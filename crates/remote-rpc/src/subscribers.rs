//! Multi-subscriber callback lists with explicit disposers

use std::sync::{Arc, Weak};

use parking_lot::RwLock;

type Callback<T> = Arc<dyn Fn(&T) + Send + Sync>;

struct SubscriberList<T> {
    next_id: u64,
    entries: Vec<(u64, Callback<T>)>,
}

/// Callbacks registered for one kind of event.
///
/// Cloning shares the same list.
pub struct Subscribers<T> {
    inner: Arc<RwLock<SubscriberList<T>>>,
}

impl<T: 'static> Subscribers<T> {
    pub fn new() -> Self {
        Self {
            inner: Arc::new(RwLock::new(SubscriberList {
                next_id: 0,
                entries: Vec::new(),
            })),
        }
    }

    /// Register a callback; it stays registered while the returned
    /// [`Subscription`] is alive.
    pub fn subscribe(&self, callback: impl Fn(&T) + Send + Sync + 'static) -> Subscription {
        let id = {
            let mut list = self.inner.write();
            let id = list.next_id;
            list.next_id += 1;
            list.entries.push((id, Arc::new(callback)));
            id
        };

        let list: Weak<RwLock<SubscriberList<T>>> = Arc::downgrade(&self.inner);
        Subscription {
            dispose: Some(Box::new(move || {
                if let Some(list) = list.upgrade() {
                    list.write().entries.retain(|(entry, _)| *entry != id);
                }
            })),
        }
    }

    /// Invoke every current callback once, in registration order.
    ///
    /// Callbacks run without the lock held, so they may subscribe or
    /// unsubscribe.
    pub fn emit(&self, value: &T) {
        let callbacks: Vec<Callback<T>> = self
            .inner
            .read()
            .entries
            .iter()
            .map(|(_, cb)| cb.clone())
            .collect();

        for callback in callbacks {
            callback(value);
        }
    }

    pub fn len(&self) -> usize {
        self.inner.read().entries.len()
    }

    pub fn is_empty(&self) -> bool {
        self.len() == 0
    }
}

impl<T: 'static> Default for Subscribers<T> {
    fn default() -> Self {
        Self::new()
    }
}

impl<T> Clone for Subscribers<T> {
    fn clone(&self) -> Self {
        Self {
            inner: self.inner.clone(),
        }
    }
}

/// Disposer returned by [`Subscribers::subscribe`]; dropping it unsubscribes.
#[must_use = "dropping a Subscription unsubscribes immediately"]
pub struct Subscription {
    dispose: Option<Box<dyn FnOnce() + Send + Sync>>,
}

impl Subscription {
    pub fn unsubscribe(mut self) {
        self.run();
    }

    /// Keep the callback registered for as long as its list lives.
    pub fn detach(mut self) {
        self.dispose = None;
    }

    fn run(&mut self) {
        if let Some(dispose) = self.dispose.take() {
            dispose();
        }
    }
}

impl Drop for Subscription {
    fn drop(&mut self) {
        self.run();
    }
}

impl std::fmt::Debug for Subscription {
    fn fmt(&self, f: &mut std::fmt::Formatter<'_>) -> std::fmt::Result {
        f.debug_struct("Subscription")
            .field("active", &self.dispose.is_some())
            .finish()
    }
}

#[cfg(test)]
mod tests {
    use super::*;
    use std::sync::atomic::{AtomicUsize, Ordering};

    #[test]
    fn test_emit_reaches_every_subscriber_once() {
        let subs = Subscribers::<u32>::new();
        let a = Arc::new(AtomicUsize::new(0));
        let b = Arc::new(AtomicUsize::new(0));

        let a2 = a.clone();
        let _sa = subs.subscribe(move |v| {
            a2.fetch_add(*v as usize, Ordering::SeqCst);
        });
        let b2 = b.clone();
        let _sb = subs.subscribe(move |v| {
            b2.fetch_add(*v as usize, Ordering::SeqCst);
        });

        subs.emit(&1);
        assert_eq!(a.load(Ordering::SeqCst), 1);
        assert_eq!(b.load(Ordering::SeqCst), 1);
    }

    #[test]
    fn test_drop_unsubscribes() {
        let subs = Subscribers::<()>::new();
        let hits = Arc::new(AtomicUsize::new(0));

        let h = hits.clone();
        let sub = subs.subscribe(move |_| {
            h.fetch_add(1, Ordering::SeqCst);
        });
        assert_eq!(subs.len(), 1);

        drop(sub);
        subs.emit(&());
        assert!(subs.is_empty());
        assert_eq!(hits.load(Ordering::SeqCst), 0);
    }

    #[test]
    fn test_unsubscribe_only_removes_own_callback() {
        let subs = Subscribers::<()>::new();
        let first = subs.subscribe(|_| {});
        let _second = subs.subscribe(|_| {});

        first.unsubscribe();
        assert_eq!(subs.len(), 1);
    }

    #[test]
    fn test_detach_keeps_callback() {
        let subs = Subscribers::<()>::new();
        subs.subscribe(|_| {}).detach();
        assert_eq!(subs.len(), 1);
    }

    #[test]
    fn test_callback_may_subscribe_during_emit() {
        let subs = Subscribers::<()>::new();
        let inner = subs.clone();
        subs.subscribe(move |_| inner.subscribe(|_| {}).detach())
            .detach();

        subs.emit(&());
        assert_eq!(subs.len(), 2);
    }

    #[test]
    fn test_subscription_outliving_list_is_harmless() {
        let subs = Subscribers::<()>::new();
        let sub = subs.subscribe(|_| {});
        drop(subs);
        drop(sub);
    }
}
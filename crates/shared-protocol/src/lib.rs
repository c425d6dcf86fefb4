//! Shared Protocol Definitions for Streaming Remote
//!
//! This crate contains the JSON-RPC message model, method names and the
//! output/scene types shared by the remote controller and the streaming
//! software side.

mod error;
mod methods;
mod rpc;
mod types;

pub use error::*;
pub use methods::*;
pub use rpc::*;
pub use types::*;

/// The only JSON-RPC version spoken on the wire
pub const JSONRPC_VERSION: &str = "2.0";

────────────────────────────────────────

__ACTION ITEM__: Among the lines of the material, find those holding the word "AtomicUsize" and return them.

__RESPONSE BELOW__:
    use std::sync::atomic::{AtomicUsize, Ordering};
        let a = Arc::new(AtomicUsize::new(0));
        let b = Arc::new(AtomicUsize::new(0));
        let hits = Arc::new(AtomicUsize::new(0));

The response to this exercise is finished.